■ **PROBLEM STATEMENT**: In the material below, the lines containing the word "enabled" are required; copy each of them.

========

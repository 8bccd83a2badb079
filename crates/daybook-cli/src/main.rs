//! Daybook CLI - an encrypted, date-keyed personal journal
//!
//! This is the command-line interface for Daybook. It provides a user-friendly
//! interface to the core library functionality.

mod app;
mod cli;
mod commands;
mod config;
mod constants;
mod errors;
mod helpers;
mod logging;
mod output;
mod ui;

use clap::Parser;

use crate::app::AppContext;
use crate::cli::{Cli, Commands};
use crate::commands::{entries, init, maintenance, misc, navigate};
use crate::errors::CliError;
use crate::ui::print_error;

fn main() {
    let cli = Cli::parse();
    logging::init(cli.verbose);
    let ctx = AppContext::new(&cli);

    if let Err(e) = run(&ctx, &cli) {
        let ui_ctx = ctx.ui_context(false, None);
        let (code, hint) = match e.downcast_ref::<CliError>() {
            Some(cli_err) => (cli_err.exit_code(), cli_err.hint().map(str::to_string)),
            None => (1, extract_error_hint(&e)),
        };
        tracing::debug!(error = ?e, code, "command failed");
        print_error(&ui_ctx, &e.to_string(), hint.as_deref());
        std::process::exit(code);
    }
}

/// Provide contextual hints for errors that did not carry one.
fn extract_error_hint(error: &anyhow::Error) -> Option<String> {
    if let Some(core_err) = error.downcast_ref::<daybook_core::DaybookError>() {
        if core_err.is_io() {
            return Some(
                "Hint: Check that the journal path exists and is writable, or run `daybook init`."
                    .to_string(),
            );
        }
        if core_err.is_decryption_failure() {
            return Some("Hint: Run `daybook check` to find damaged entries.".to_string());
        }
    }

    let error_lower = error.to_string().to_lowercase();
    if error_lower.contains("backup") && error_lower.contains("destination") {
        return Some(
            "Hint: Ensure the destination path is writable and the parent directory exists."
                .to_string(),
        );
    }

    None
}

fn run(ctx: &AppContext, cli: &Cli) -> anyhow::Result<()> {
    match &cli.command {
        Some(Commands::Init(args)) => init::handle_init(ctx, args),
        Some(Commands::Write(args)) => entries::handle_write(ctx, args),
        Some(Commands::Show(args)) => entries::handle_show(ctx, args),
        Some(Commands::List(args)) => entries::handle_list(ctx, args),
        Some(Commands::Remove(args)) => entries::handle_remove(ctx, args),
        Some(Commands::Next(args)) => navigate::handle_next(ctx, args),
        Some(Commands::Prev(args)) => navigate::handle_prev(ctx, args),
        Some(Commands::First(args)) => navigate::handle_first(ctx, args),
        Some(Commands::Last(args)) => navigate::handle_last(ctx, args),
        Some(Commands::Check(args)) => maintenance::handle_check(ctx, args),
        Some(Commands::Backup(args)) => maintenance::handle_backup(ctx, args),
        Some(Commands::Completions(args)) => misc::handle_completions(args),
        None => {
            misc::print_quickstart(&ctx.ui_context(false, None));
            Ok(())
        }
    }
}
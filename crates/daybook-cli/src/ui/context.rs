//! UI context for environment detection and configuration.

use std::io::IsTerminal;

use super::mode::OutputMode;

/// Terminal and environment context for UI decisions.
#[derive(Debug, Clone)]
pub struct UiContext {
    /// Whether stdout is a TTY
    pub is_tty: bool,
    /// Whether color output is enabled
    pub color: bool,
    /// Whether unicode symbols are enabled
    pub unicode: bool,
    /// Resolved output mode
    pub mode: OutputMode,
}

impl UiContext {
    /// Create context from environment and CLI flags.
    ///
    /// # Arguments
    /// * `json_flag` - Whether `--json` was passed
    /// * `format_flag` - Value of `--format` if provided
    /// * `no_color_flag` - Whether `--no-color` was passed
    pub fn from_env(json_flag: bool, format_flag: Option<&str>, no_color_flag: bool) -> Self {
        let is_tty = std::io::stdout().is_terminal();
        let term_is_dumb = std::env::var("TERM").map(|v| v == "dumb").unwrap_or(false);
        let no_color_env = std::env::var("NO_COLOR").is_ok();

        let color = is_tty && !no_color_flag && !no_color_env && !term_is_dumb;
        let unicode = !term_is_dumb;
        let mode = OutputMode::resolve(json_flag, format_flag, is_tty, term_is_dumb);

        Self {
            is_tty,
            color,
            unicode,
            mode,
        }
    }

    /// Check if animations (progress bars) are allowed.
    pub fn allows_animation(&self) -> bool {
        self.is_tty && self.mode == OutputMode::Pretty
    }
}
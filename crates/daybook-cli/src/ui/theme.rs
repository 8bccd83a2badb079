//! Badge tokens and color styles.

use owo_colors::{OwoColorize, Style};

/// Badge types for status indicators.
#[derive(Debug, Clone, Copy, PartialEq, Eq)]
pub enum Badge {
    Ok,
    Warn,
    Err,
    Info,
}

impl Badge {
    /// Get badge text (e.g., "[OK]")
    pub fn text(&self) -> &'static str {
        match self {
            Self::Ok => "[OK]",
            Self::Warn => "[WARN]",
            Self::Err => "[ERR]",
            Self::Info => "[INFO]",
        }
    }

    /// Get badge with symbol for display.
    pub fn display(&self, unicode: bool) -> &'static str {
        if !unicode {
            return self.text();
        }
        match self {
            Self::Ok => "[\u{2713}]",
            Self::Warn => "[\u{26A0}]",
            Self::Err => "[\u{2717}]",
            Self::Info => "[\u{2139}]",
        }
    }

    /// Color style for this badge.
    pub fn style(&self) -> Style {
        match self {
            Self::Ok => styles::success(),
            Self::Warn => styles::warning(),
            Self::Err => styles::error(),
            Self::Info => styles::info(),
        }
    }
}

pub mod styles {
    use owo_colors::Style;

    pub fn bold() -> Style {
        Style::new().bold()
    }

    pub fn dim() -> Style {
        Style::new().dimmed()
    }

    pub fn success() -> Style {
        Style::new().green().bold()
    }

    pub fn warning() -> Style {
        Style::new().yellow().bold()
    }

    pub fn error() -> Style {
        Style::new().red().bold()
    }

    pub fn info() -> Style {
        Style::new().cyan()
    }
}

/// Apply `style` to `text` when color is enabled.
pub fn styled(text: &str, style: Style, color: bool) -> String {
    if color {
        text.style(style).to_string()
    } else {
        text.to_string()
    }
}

========

■ **ANSWER TO THIS PROBLEM**:
    /// Whether color output is enabled
    /// Whether unicode symbols are enabled
/// Apply `style` to `text` when color is enabled.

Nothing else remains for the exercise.